Filter this material down to the lines that contain the string "RenderSink", and return those lines.
#### Recorded data ####
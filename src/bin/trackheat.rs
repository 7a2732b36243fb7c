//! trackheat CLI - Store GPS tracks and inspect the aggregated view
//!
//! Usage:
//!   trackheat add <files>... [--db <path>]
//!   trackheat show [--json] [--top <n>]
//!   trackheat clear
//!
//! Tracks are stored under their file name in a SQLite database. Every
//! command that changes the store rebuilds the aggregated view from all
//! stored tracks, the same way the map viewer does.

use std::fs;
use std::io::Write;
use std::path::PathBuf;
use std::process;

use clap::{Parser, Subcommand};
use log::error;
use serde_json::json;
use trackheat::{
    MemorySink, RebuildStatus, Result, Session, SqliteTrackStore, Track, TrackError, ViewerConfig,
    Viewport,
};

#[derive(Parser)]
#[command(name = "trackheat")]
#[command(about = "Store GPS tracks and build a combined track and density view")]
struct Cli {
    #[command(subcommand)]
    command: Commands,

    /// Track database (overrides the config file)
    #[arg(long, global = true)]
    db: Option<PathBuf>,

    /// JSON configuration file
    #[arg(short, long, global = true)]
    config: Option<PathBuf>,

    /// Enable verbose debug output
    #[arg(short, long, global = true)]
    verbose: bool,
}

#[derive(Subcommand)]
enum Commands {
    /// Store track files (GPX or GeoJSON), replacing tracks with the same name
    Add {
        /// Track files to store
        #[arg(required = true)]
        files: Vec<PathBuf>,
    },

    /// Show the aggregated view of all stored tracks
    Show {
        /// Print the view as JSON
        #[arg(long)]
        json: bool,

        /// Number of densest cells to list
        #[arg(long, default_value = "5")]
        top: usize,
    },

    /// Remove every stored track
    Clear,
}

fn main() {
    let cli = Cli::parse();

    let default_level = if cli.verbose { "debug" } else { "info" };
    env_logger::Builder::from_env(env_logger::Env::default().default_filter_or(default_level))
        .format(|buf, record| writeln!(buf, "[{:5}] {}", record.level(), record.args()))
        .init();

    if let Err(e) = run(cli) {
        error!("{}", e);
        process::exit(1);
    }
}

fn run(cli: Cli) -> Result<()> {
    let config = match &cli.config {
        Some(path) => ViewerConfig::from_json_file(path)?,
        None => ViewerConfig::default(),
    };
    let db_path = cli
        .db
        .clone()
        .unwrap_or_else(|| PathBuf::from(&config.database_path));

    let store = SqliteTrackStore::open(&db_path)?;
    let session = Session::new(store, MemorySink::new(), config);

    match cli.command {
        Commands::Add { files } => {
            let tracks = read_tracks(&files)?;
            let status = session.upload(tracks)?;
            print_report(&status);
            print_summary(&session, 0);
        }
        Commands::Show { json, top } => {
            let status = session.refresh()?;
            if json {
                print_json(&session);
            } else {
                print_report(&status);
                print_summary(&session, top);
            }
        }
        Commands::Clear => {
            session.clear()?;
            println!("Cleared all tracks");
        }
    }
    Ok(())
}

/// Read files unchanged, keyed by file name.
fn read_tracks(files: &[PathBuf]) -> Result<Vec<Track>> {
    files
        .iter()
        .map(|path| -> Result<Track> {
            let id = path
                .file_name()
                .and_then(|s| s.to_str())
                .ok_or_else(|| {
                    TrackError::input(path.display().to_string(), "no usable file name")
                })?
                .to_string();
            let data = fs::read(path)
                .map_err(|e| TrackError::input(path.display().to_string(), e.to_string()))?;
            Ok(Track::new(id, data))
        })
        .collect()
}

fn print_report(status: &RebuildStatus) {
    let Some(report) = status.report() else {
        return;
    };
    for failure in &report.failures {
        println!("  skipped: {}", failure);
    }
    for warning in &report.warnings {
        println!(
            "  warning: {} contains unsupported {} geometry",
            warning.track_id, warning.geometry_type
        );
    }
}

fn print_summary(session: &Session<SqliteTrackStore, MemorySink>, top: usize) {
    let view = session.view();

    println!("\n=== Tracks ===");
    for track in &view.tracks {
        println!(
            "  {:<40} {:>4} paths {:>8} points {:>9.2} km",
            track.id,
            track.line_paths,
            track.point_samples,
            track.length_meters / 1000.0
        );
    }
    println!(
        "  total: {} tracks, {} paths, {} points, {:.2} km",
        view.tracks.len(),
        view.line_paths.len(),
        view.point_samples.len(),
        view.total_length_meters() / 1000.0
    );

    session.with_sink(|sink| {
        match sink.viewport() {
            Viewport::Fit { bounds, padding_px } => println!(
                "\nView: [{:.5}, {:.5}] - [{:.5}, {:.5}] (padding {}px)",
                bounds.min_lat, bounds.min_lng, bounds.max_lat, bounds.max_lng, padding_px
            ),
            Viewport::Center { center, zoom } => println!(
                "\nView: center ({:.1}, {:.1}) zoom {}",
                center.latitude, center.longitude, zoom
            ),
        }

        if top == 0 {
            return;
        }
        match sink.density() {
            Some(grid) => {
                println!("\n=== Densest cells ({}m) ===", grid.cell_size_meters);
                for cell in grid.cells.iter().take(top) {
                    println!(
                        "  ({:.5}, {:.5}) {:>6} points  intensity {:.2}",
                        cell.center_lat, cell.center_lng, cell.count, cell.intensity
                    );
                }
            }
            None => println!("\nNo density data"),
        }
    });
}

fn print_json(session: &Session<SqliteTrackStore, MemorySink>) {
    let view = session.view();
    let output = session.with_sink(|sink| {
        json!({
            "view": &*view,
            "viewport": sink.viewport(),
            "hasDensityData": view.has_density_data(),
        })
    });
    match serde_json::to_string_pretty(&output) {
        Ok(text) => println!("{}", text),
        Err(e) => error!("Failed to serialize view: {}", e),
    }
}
####
#### Recorded data ####
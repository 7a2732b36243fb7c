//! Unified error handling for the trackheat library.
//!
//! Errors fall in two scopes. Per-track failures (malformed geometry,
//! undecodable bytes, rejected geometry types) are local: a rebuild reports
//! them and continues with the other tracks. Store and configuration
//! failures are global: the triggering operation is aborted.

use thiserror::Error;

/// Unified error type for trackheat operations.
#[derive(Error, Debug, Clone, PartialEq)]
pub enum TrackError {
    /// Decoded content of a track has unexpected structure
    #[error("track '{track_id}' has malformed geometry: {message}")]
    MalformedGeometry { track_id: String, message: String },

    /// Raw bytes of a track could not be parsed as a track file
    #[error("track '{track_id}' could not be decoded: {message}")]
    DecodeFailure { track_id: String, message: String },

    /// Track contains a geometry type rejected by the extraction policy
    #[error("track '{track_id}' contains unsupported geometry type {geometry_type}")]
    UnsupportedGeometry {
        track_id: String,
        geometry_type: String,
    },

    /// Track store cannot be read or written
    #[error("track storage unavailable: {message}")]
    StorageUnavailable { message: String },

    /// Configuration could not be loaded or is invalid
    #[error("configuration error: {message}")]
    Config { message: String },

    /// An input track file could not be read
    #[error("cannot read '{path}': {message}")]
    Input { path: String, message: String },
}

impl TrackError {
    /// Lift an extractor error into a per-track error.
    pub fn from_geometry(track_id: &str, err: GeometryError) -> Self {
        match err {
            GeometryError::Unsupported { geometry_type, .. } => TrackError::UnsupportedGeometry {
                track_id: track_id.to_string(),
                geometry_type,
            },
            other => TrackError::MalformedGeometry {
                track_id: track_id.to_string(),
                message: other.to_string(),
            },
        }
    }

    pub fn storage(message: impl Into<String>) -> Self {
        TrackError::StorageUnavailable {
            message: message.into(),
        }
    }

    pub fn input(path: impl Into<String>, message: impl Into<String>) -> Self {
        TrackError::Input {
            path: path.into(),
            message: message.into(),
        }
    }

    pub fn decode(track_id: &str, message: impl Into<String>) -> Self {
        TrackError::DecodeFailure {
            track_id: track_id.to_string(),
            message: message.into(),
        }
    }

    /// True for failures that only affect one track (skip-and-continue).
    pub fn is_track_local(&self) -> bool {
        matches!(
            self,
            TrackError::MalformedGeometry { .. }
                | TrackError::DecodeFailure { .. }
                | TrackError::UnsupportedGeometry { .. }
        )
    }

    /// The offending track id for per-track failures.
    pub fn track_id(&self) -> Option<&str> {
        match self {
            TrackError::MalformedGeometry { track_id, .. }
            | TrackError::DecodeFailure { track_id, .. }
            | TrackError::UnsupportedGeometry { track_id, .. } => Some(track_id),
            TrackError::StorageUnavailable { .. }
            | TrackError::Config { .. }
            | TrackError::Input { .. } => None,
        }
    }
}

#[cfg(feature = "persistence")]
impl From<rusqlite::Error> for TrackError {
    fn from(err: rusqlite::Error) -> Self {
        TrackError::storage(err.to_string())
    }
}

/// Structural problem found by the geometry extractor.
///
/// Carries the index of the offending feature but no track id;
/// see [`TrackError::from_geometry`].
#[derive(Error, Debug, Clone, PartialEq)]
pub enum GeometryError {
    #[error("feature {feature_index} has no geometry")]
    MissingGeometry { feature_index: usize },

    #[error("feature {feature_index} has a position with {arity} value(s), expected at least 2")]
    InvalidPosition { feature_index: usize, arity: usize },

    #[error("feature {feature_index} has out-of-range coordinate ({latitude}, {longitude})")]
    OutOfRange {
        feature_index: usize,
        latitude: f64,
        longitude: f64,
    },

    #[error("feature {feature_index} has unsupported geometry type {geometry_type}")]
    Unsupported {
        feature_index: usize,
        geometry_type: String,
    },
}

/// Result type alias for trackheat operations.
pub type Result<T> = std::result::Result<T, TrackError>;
####
#### Recorded data ####
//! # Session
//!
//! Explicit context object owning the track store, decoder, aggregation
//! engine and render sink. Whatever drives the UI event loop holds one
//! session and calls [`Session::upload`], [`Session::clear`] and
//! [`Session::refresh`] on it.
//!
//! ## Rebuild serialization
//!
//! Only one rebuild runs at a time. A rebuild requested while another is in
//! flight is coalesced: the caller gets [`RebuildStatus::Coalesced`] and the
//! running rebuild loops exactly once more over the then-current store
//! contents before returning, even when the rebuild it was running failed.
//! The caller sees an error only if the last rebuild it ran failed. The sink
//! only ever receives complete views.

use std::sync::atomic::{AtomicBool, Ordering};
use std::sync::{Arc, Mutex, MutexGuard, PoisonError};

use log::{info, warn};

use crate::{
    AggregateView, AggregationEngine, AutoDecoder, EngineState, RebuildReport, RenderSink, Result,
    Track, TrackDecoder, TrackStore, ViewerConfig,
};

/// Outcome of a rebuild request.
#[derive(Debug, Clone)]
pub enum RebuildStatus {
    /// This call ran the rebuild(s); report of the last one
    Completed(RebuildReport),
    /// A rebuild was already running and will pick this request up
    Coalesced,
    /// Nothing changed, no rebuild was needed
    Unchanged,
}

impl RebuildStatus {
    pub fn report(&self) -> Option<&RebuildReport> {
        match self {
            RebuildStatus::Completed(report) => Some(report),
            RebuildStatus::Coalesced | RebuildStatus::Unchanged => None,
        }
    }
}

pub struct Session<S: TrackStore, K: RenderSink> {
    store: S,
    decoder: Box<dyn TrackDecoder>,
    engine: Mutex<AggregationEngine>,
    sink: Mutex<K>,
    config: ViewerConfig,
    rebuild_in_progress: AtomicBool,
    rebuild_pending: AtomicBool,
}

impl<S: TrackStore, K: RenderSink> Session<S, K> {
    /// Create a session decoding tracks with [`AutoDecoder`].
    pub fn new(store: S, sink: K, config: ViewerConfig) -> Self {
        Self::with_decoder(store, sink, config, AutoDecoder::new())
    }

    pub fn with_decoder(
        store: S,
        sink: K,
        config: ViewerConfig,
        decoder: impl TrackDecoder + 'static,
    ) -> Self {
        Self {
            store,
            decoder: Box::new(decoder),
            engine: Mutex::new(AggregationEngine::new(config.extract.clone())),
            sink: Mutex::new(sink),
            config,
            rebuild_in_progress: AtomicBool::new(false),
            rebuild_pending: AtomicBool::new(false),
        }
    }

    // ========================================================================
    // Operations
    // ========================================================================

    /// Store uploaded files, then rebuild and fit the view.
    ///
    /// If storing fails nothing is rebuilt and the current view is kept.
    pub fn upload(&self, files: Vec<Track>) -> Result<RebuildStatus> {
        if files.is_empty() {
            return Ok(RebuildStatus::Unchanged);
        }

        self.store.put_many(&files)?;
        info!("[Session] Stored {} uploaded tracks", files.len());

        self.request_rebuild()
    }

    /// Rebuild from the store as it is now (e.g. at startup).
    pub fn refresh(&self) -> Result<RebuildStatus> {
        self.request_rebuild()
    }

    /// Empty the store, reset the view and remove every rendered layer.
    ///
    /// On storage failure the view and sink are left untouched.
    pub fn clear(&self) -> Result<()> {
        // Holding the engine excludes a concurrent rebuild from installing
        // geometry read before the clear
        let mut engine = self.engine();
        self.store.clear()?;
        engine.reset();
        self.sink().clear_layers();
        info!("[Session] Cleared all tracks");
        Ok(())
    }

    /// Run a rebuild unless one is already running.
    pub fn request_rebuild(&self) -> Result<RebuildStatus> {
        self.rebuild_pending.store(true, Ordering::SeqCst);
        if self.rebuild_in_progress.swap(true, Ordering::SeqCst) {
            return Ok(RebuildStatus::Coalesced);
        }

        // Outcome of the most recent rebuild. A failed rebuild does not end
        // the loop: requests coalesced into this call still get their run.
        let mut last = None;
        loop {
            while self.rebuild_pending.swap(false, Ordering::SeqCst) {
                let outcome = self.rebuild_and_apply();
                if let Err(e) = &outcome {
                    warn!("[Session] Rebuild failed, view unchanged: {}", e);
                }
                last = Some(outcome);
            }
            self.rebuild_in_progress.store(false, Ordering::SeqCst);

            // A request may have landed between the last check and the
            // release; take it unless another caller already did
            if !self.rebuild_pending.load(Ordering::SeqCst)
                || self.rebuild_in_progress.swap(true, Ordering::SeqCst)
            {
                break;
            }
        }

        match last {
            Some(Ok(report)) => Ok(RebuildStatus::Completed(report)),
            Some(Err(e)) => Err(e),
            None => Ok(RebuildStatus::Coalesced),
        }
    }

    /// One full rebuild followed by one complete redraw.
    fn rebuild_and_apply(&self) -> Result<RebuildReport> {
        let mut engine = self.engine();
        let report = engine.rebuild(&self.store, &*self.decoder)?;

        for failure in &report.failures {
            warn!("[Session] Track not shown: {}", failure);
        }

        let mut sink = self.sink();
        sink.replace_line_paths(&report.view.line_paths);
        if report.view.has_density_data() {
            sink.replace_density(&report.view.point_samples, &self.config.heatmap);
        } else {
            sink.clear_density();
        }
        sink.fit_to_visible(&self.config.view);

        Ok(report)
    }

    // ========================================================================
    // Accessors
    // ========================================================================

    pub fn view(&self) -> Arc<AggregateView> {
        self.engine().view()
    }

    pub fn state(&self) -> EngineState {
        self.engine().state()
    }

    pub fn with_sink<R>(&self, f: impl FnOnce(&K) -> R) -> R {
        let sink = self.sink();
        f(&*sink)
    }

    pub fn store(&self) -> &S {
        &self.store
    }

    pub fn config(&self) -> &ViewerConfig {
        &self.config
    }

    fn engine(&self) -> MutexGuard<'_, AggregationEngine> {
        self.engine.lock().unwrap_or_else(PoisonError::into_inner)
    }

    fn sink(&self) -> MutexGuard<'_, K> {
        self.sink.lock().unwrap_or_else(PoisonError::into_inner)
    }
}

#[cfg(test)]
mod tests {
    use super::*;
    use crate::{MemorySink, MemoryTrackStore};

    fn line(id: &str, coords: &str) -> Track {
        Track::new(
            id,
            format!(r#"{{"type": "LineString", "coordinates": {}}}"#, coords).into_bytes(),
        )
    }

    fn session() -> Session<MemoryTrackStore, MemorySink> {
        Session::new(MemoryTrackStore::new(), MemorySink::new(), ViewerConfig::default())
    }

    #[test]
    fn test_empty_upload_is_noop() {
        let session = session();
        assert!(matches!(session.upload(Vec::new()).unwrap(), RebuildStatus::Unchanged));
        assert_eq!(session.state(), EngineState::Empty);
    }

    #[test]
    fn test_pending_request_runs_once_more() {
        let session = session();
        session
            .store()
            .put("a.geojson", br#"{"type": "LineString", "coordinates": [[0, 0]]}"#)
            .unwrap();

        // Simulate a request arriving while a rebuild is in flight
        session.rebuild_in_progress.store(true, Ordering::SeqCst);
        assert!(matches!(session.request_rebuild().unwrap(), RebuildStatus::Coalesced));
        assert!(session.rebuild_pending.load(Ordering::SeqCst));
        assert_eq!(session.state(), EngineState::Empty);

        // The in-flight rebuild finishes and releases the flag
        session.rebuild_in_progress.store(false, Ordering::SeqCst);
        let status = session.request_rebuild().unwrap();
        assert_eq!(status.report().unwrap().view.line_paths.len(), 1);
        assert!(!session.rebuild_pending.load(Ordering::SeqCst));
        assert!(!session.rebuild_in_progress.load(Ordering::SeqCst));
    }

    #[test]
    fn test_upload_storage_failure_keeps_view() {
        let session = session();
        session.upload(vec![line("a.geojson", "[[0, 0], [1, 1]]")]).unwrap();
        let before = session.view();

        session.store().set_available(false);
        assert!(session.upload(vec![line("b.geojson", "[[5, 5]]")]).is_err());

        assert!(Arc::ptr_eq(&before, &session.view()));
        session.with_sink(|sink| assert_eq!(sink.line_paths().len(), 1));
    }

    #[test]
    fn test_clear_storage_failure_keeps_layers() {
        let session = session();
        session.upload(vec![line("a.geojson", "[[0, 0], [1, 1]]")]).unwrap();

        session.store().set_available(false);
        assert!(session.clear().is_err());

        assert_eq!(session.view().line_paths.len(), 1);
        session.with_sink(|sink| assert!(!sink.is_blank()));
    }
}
####
**Solution**
    AggregateView, AggregationEngine, AutoDecoder, EngineState, RebuildReport, RenderSink, Result,
pub struct Session<S: TrackStore, K: RenderSink> {
impl<S: TrackStore, K: RenderSink> Session<S, K> {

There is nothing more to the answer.